→ Collected data entries
========================

//! On-disk naming conventions under a table root.
//!
//! - transaction log directory (`_delta_log/`)
//! - commit files: `<version:020>.json`
//! - single-part checkpoints: `<version:020>.checkpoint.parquet`
//! - multi-part checkpoints: `<version:020>.checkpoint.<part:010>.<parts:010>.parquet`
//! - the `_last_checkpoint` hint file
//!
//! These names are fixed by the table format; readers of existing tables
//! depend on them bit for bit.
use std::borrow::Cow;

use percent_encoding::percent_decode_str;
use url::Url;

/// Name of the subdirectory containing the transaction log.
pub const LOG_DIR_NAME: &str = "_delta_log";

/// Name of the hint file recording the most recent checkpoint.
pub const LAST_CHECKPOINT_FILE_NAME: &str = "_last_checkpoint";

/// Number of digits used in zero-padded version prefixes.
pub const VERSION_DIGITS: usize = 20;

/// Number of digits used for part numbers of multi-part checkpoints.
pub const CHECKPOINT_PART_DIGITS: usize = 10;

/// `<version:020>.json`
pub fn commit_file_name(version: u64) -> String {
    format!("{:0width$}.json", version, width = VERSION_DIGITS)
}

/// `<version:020>.checkpoint.parquet`
pub fn checkpoint_file_name(version: u64) -> String {
    format!("{:0width$}.checkpoint.parquet", version, width = VERSION_DIGITS)
}

/// `<version:020>.checkpoint.<part:010>.<parts:010>.parquet`, with `part`
/// counted from 1.
pub fn multipart_checkpoint_file_name(version: u64, part: u32, num_parts: u32) -> String {
    format!(
        "{:0vw$}.checkpoint.{:0pw$}.{:0pw$}.parquet",
        version,
        part,
        num_parts,
        vw = VERSION_DIGITS,
        pw = CHECKPOINT_PART_DIGITS
    )
}

/// Decode `%XX` escapes in a relative file path as written by the log.
///
/// Malformed escapes are kept literally. If the decoded bytes are not valid
/// UTF-8 the input is returned unchanged.
pub fn decode_uri_path(path: &str) -> String {
    percent_decode_str(path)
        .decode_utf8()
        .map_or_else(|_| path.to_string(), Cow::into_owned)
}

/// Local path named by a `file://` URI.
///
/// `None` when `uri` does not parse, has another scheme, or names a remote
/// host.
pub fn file_uri_path(uri: &str) -> Option<String> {
    let url = Url::parse(uri).ok()?;
    if url.scheme() != "file" {
        return None;
    }
    let path = url.to_file_path().ok()?;
    Some(path.to_string_lossy().into_owned())
}
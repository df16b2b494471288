//! Read side of the append-only transaction log.
//!
//! A table's history lives under `<root>/_delta_log/`:
//!
//! ```text
//! table_root/
//!   _delta_log/
//!     00000000000000000000.json              # commit, version 0
//!     00000000000000000001.json              # commit, version 1
//!     ...
//!     00000000000000000010.checkpoint.parquet
//!     00000000000000000010.json
//!     00000000000000000011.json
//!     _last_checkpoint                       # {"version":10,"size":13}
//!   number2=0/part-00000-....parquet         # data files (partitioned)
//! ```
//!
//! Each commit file holds one JSON object per line, each object a single
//! action keyed by its kind:
//!
//! ```json
//! {"protocol":{"minReaderVersion":1,"minWriterVersion":2}}
//! {"metaData":{"id":"...","format":{"provider":"parquet","options":{}},"schemaString":"...","partitionColumns":["number2"],"configuration":{}}}
//! {"add":{"path":"number2=0/part-0.parquet","partitionValues":{"number2":"0"},"size":512,"modificationTime":1,"dataChange":true}}
//! ```
//!
//! - [`actions`] is the typed action model.
//! - [`log_path`] parses file names found in the log directory.
//! - [`log_segment`] lists the log and decodes commit files.
//! - [`checkpoint`] decodes Parquet checkpoints into the same action model.
//!
//! Nothing here caches file contents; caching of resolved state belongs to
//! the table.

pub mod actions;
pub mod checkpoint;
pub mod log_path;
pub mod log_segment;

pub use actions::{Action, Add, FileStats, Format, Metadata, Protocol, Remove};
pub use checkpoint::{CheckpointMaterializer, CheckpointState};
pub use log_path::{LogFileKind, ParsedLogPath};
pub use log_segment::{CheckpointFiles, LastCheckpointHint, LogEntry, LogListing, LogSegmentReader};

use snafu::{Backtrace, prelude::*};

use crate::storage::StorageError;

/// Table version number. Versions start at 0 and increase by one per commit.
pub type Version = u64;

/// Errors that can occur while listing or decoding the transaction log.
#[derive(Debug, Snafu)]
#[snafu(visibility(pub(crate)))]
pub enum LogError {
    /// There is no transaction log under the table root.
    #[snafu(display("No transaction log found at {log_path}"))]
    LogNotFound {
        /// The log directory that was probed.
        log_path: String,
        /// Backtrace for debugging.
        backtrace: Backtrace,
    },

    /// A commit file (or a name in the log directory) is malformed, or a
    /// commit needed for replay is missing.
    #[snafu(display("Corrupt log entry for version {version} at {path}: {msg}"))]
    CorruptLog {
        /// The version the problem belongs to.
        version: Version,
        /// The file that could not be decoded (or was expected).
        path: String,
        /// A description of the problem.
        msg: String,
        /// Backtrace for debugging.
        backtrace: Backtrace,
    },

    /// A checkpoint file could not be decoded into actions.
    #[snafu(display("Failed to decode checkpoint for version {version} at {path}: {msg}"))]
    CheckpointDecode {
        /// Checkpoint version.
        version: Version,
        /// The checkpoint file that failed.
        path: String,
        /// A description of the problem.
        msg: String,
        /// Backtrace for debugging.
        backtrace: Backtrace,
    },

    /// Underlying storage error while reading the log.
    ///
    /// Backtraces are delegated to the inner StorageError.
    #[snafu(display("Storage error while reading transaction log: {source}"))]
    Storage {
        /// Underlying storage error returned by the storage backend.
        #[snafu(backtrace)]
        source: StorageError,
    },
}
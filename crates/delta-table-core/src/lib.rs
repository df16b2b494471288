//! Read-side engine for log-structured, versioned tables in the Delta layout.
//!
//! Writers append immutable Parquet data files and JSON commit files under
//! `<root>/_delta_log/`; this crate never writes. Given a table root it:
//!
//! - Lists and decodes the transaction log and its Parquet checkpoints
//!   (`transaction_log` module).
//! - Replays actions from the nearest checkpoint (or a cached snapshot) up to
//!   a requested version, producing an immutable [`snapshot::Snapshot`] with
//!   the live file set, the effective schema and the partition layout
//!   (`snapshot` and `schema` modules).
//! - Prunes live files by partition values and file statistics
//!   (`file_index` module) and splits caller filters into partition and
//!   residual parts (`scan` module).
//! - Exposes all of the above through [`DeltaTable`] (`table` module).
//!
//! Storage access goes through the [`storage::StorageBackend`] trait; a local
//! filesystem backend and an in-memory backend ship with the crate.
#![deny(missing_docs)]

pub mod expression;
pub mod file_index;
pub mod scan;
pub mod schema;
pub mod snapshot;
pub mod storage;
pub mod table;
pub mod transaction_log;

#[cfg(test)]
pub(crate) mod test_util;

pub use expression::{col, ComparisonOp, Predicate, Scalar};
pub use scan::{Projection, ScanResult};
pub use snapshot::Snapshot;
pub use storage::TableLocation;
pub use table::{DeltaTable, TableConfig, TableError};
pub use transaction_log::Version;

========================

→ Required action
The word "tables" may appear in several lines of the data; copy every line where it does.

→ Result below
//! These names are fixed by the table format; readers of existing tables
//! Read-side engine for log-structured, versioned tables in the Delta layout.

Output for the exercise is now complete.